I posted earlier two separate feature requests that both had to do with how assets are processed. The first was about inlining small assets as base64-encoded data URLs, and the second one was about hashing the contents of an asset and having it as a part of the filename to improve caching.
Thinking about the implementation a bit more, I came to a conclusion that I want to discuss the overall design of how assets are handled in Zola, with @keats and other contributors.
In my understanding, the current system is relatively simple: the build result ends up in public
, and it is sourced from content
(markdown compilation + asset co-location), sass
(sass compilation), static
(copying assets as-is), plus templates & config that are used in the compilation.
At the moment, besides specialised steps such as markdown and sass compilation that form the “core” of Zola, there are hardly any asset processing, except for resize_image
. The results of the compilation are placed automatically directly in public
. resize_image
is, on the other hand, handled differently: the results of the resize are placed in static
, the contents of which are then copied to public
. This poses (almost) no problems in the case the asset processing is a single-step process.
Actually, there is one problem even with simple prosessing: one might want to keep the original high-quality images from which to process the resized ones in repo, but not publish them. At the moment, the originals, if kept inside content
, are published too. This is fixable using the ignored_content
directive, but feels a bit ad-hoc.
However, if one wishes to do multi-step processing, this all seems to be a bit too simplistic: let’s say I want to first resize an image, and then inline it as a data URL. This is a two step process. (One could provide a helper that does it as a single step, but that would lose compositionality, and make the tools very special-cased; they wouldn’t in my mind, bear their weight.)
At the moment, the result of resize_image
is the processed image in the static/processed_images
dir and an absolute URL pointing to where the image should end up when the site gets deployed. However, in order for the steps to be able to composed, the steps between the original source file and the end result in public
need to be well-behaved and somewhat standardised.
So, here’s what I perceive to be desirable changes to the system:
First of all, I don’t think that placing processed_images
in static
is ideal – I think there should be a clear separation between the “source” files, including unprocessed versions of assets, the intermediate steps, and the end result. Why? Because the role of these files are different. The source files are the most valuable to have in the repository, because they are the “source of truth”. The end result is what gets published, so the deploying system must understand that. And the middle steps are neither of those, but any composable helper/processing functions should be able to find and output them. Placing the resized images under static
mixes up the “source of truth” kind of assets and the “middle step” assets. I think there should be a separate directory for the intermediate steps. (temp
would be an obvious choice, but I have no hard preferences about the name as long as it’s understandable.)

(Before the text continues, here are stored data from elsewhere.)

#[test]
fn extended_results_fetch_metadata_for_uploaded_replays() {
    let mut fx = Fixture::new();
    fx.config.show_extended_results = true;
    fx.config.print_viewer_url = true;
    fx.replay("game1.replay");
    let transport = ScriptedTransport::default().with_upload(201, r#"{"id":"abc123","location":"l"}"#);
    *transport.replay_body.lock().unwrap() = Some(
        r#"{"status":"ok","id":"abc123","title":"Ranked Doubles","map_name":"Mannfield","duration":312}"#.into(),
    );
    let client = client(transport, &fx.config);

    let out = run_with(&fx.config, &client, &DirectorySource::new(&fx.demos), &RecordingSleeper::default());
    out.result.unwrap();

    assert!(client.transport().calls().contains(&"GET https://ballchasing.com/api/replays/abc123".to_string()));
    let text = out.presenter.text();
    assert!(text.contains("Ranked Doubles"));
    assert!(text.contains("Mannfield"));
    assert!(text.contains("05:12"));
    assert!(text.contains("https://ballchasing.com/replay/abc123#watch"));
}

#[test]
fn missing_replay_path_is_a_discovery_error() {
    let fx = Fixture::new();
    let client = client(ScriptedTransport::default(), &fx.config);
    let source = DirectorySource::new(Path::new(&fx.demos).join("nope"));

    let out = run_with(&fx.config, &client, &source, &RecordingSleeper::default());

    assert!(matches!(out.result, Err(SyncError::Discovery(_))));
    assert_eq!(out.result.unwrap_err().exit_code(), 1);
}

#[test]
fn replay_path_vanishing_mid_watch_does_not_end_the_run() {
    let mut fx = Fixture::new();
    fx.config.watch = 60;
    fx.replay("game1.replay");
    let client = client(ScriptedTransport::default(), &fx.config);
    let source = DirectorySource::new(&fx.demos);

    // first tick uploads, then the folder goes away before the second tick
    struct Unmounting<'a> {
        inner: &'a DirectorySource,
        demos: &'a Path,
        calls: Mutex<usize>,
    }
    impl ReplaySource for Unmounting<'_> {
        fn discover(&self) -> Result<Vec<PathBuf>, SyncError> {
            let mut calls = self.calls.lock().unwrap();
            *calls += 1;
            if *calls == 2 {
                fs::remove_dir_all(self.demos).unwrap();
            }
            self.inner.discover()
        }
    }
    let unmounting = Unmounting { inner: &source, demos: &fx.demos, calls: Mutex::new(0) };
    let sleeper = RecordingSleeper::interrupting_on(2);

    let out = run_with(&fx.config, &client, &unmounting, &sleeper);

    assert!(matches!(out.result, Err(SyncError::Interrupted)));
    assert_eq!(sleeper.waits().len(), 2);
    assert_eq!(client.transport().posts().len(), 1);
    assert_eq!(out.session.new_uploads, 1);
    assert!(out.presenter.text().contains("Skipped:"));
    assert!(out.presenter.text().contains("replay discovery failed"));
}
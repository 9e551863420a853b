//! A single replay file considered for upload during one run.

use std::collections::BTreeSet;
use std::path::{Path, PathBuf};

use serde::Serialize;
use tracing::debug;

use crate::api::{ReplayDetails, Transport, UploadClient, UploadOutcome, Visibility};
use crate::error::SyncError;

/// Outcome of a replay within one run. Leaves `NotAttempted` at most once.
#[derive(Serialize, Debug, Clone, Copy, PartialEq, Eq, Default)]
#[serde(rename_all = "kebab-case")]
pub enum UploadStatus {
    #[default]
    NotAttempted,
    Success,
    Duplicate,
    Fail,
}

impl UploadStatus {
    pub fn as_str(&self) -> &'static str {
        match self {
            UploadStatus::NotAttempted => "not-attempted",
            UploadStatus::Success => "success",
            UploadStatus::Duplicate => "duplicate",
            UploadStatus::Fail => "fail",
        }
    }

    /// Whether the service now holds this replay, i.e. it belongs in the store.
    pub fn is_known_remotely(&self) -> bool {
        matches!(self, UploadStatus::Success | UploadStatus::Duplicate)
    }
}

impl From<&UploadOutcome> for UploadStatus {
    fn from(o: &UploadOutcome) -> Self {
        match o {
            UploadOutcome::Success { .. } => UploadStatus::Success,
            UploadOutcome::Duplicate { .. } => UploadStatus::Duplicate,
            UploadOutcome::Fail { .. } => UploadStatus::Fail,
        }
    }
}

/// Per-file artifact for replays that triggered a network call.
#[derive(Serialize, Debug, Clone, PartialEq)]
pub struct ReplayRecord {
    pub basename: String,
    pub result: UploadStatus,
    pub id: String,
    pub url: String,
    pub watch_url: String,
    #[serde(skip_serializing_if = "Option::is_none")]
    pub details: Option<ReplayDetails>,
}

#[derive(Serialize, Debug, Clone)]
pub struct Replay {
    path: PathBuf,
    basename: String,
    duplicate: bool,
    visibility: Visibility,
    status: UploadStatus,
    remote_id: String,
    #[serde(skip_serializing_if = "Option::is_none")]
    upload_response: Option<UploadOutcome>,
}

impl Replay {
    /// `known` is the duplicate store snapshot taken for this run.
    pub fn new<P: AsRef<Path>>(path: P, known: &BTreeSet<String>, visibility: Visibility) -> Self {
        let path = path.as_ref().to_path_buf();
        let basename = path
            .file_name()
            .map(|n| n.to_string_lossy().to_string())
            .unwrap_or_default();
        let duplicate = known.contains(&basename);
        Self {
            path,
            basename,
            duplicate,
            visibility,
            status: UploadStatus::NotAttempted,
            remote_id: String::new(),
            upload_response: None,
        }
    }

    pub fn path(&self) -> &Path {
        &self.path
    }

    pub fn basename(&self) -> &str {
        &self.basename
    }

    pub fn is_known_duplicate(&self) -> bool {
        self.duplicate
    }

    pub fn visibility(&self) -> Visibility {
        self.visibility
    }

    pub fn status(&self) -> UploadStatus {
        self.status
    }

    pub fn remote_id(&self) -> &str {
        &self.remote_id
    }

    /// Upload unless this replay is a known duplicate.
    ///
    /// Returns `None` without touching the network for known duplicates and
    /// for replays that were already attempted. `extended` additionally
    /// fetches replay metadata when an id was obtained.
    pub fn upload<T: Transport>(
        &mut self,
        client: &UploadClient<T>,
        extended: bool,
    ) -> Result<Option<ReplayRecord>, SyncError> {
        if self.duplicate {
            debug!("skipping known duplicate: {}", self.basename);
            return Ok(None);
        }
        if self.status != UploadStatus::NotAttempted {
            return Ok(None);
        }

        let outcome = client.submit(&self.path, self.visibility)?;
        self.status = UploadStatus::from(&outcome);
        self.remote_id = outcome.remote_id().unwrap_or_default().to_string();
        self.upload_response = Some(outcome);

        let url = client.endpoints().replay_page(&self.remote_id);
        let details = if extended && !self.remote_id.is_empty() {
            Some(client.get_replay(&self.remote_id))
        } else {
            None
        };
        Ok(Some(ReplayRecord {
            basename: self.basename.clone(),
            result: self.status,
            id: self.remote_id.clone(),
            watch_url: format!("{}#watch", url),
            url,
            details,
        }))
    }
}

#[cfg(test)]
mod tests {
    use super::*;

    #[test]
    fn basename_is_the_dedup_key() {
        let known: BTreeSet<String> = ["game1.replay".to_string()].into_iter().collect();
        let a = Replay::new("/demos/a/game1.replay", &known, Visibility::Private);
        let b = Replay::new("/other/place/game1.replay", &known, Visibility::Public);
        let c = Replay::new("/demos/game2.replay", &known, Visibility::Private);
        assert!(a.is_known_duplicate());
        assert!(b.is_known_duplicate());
        assert!(!c.is_known_duplicate());
        assert_eq!(c.basename(), "game2.replay");
        assert_eq!(c.status(), UploadStatus::NotAttempted);
        assert!(c.remote_id().is_empty());
    }

    #[test]
    fn snapshot_is_not_reevaluated() {
        let mut known = BTreeSet::new();
        let r = Replay::new("/demos/late.replay", &known, Visibility::Private);
        known.insert("late.replay".to_string());
        assert!(!r.is_known_duplicate());
    }

    #[test]
    fn attributes_serialize_for_check_mode() {
        let r = Replay::new("/demos/x.replay", &BTreeSet::new(), Visibility::Unlisted);
        let v = serde_json::to_value(&r).unwrap();
        assert_eq!(v["basename"], "x.replay");
        assert_eq!(v["duplicate"], false);
        assert_eq!(v["visibility"], "unlisted");
        assert_eq!(v["status"], "not-attempted");
    }
}
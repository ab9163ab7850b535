use rust_decimal::RoundingStrategy;

/// Seed values for the primary currency created when the currency table is empty.
#[derive(Debug, Clone)]
pub struct DefaultCurrencyConfig {
    pub identifier: String,
    pub name: String,
    pub symbol: String,
    pub precision: i16,
    pub default_max_balance: i64,
    pub console_log: bool,
}

impl Default for DefaultCurrencyConfig {
    fn default() -> Self {
        Self {
            identifier: "coin".to_string(),
            name: "Coin".to_string(),
            symbol: "$".to_string(),
            precision: 2,
            default_max_balance: -1,
            console_log: false,
        }
    }
}

/// Recognized configuration surface, spec section 6. Loaded from environment
/// variables the same way the teacher's `main.rs` loads `DATABASE_URL` /
/// `JWT_SECRET` — plain `env::var(..).unwrap_or_else(..)`, no config crate.
#[derive(Debug, Clone)]
pub struct LedgerConfig {
    pub datasource_key: String,
    pub default_currency: DefaultCurrencyConfig,
    pub rounding_mode: RoundingMode,
    pub async_shutdown_wait_seconds: u64,
    pub backup_max_snapshots: usize,
}

/// Spec section 6's `rounding-mode` option.
#[derive(Debug, Clone, Copy, PartialEq, Eq)]
pub enum RoundingMode {
    Up,
    Down,
    Ceiling,
    Floor,
    HalfUp,
    HalfDown,
    HalfEven,
}

impl RoundingMode {
    pub fn parse(s: &str) -> Self {
        match s.to_ascii_uppercase().as_str() {
            "UP" => RoundingMode::Up,
            "DOWN" => RoundingMode::Down,
            "CEILING" => RoundingMode::Ceiling,
            "FLOOR" => RoundingMode::Floor,
            "HALF_UP" => RoundingMode::HalfUp,
            "HALF_DOWN" => RoundingMode::HalfDown,
            "HALF_EVEN" => RoundingMode::HalfEven,
            _ => RoundingMode::Down,
        }
    }

    pub fn as_strategy(self) -> RoundingStrategy {
        match self {
            RoundingMode::Up => RoundingStrategy::AwayFromZero,
            RoundingMode::Down => RoundingStrategy::ToZero,
            RoundingMode::Ceiling => RoundingStrategy::ToPositiveInfinity,
            RoundingMode::Floor => RoundingStrategy::ToNegativeInfinity,
            RoundingMode::HalfUp => RoundingStrategy::MidpointAwayFromZero,
            RoundingMode::HalfDown => RoundingStrategy::MidpointTowardZero,
            RoundingMode::HalfEven => RoundingStrategy::MidpointNearestEven,
        }
    }
}

impl Default for LedgerConfig {
    fn default() -> Self {
        Self {
            datasource_key: "default".to_string(),
            default_currency: DefaultCurrencyConfig::default(),
            rounding_mode: RoundingMode::Down,
            async_shutdown_wait_seconds: 10,
            backup_max_snapshots: 50,
        }
    }
}

impl LedgerConfig {
    /// Load from environment, falling back to defaults for anything unset.
    pub fn from_env() -> Self {
        let default = LedgerConfig::default();
        Self {
            datasource_key: std::env::var("DATASOURCE_KEY")
                .unwrap_or(default.datasource_key),
            default_currency: DefaultCurrencyConfig {
                identifier: std::env::var("DEFAULT_CURRENCY__IDENTIFIER")
                    .unwrap_or(default.default_currency.identifier),
                name: std::env::var("DEFAULT_CURRENCY__NAME")
                    .unwrap_or(default.default_currency.name),
                symbol: std::env::var("DEFAULT_CURRENCY__SYMBOL")
                    .unwrap_or(default.default_currency.symbol),
                precision: std::env::var("DEFAULT_CURRENCY__PRECISION")
                    .ok()
                    .and_then(|v| v.parse().ok())
                    .unwrap_or(default.default_currency.precision),
                default_max_balance: std::env::var("DEFAULT_CURRENCY__DEFAULT_MAX_BALANCE")
                    .ok()
                    .and_then(|v| v.parse().ok())
                    .unwrap_or(default.default_currency.default_max_balance),
                console_log: std::env::var("DEFAULT_CURRENCY__CONSOLE_LOG")
                    .ok()
                    .and_then(|v| v.parse().ok())
                    .unwrap_or(default.default_currency.console_log),
            },
            rounding_mode: std::env::var("ROUNDING_MODE")
                .map(|v| RoundingMode::parse(&v))
                .unwrap_or(default.rounding_mode),
            async_shutdown_wait_seconds: std::env::var("ASYNC__SHUTDOWN_WAIT_SECONDS")
                .ok()
                .and_then(|v| v.parse().ok())
                .unwrap_or(default.async_shutdown_wait_seconds),
            backup_max_snapshots: std::env::var("BACKUP__MAX_SNAPSHOTS")
                .ok()
                .and_then(|v| v.parse().ok())
                .unwrap_or(default.backup_max_snapshots),
        }
    }
}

Secondly, and this is if we want to do the hash-renaming of assets: the asset filenames cease to be predictable: I imagine that referring to assets from templates would then happen via a function call. For example: {{ asset("content/test.jpg") }}
that resolves to /assets/test-3d7995745c319258643d2511b5d53fd644bc214b339db364ee2bfebd971ad4c1.jpg
(In the markdown part this could be automatic.) Unlike resize_image
, it is a general mechanism, so one could use it for any kind of asset. I imagine that it would be the “final step” of the asset processing, that besides hashing, would mark a file in temp
as one that will get published and copied directly to public
.
Third, because calling asset
would be required (I’m imagining this in the case the user has opted in in this “asset pipeline” feature) for publishing the asset as a file, that means that not all assets in temp
are published. Indeed, if all helper functions that do asset processing accept a path relative to the project root and place the end result in temp
, outputting the path, e.g. temp/asset-af1d7ccd937811502e3b63f2daa6a5e7694feb1d4152237156717e769fc33aba.txt
, the helpers become trivially composable and provided that they also use the hash-enabled filenames, cacheable.
Finally, I think that asset colocation is hard to access from templates at the moment; it would be helpful, if instead of an array of colocated assets, the pages could have a HashMap<Filename, Filepath>
. Then, it would be easier to refer just to the filename in markdown while calling shortcodes, and still be able to easily get the full path of the original source asset in order to process or publish it.
So, what do you think about the overall picture of this design?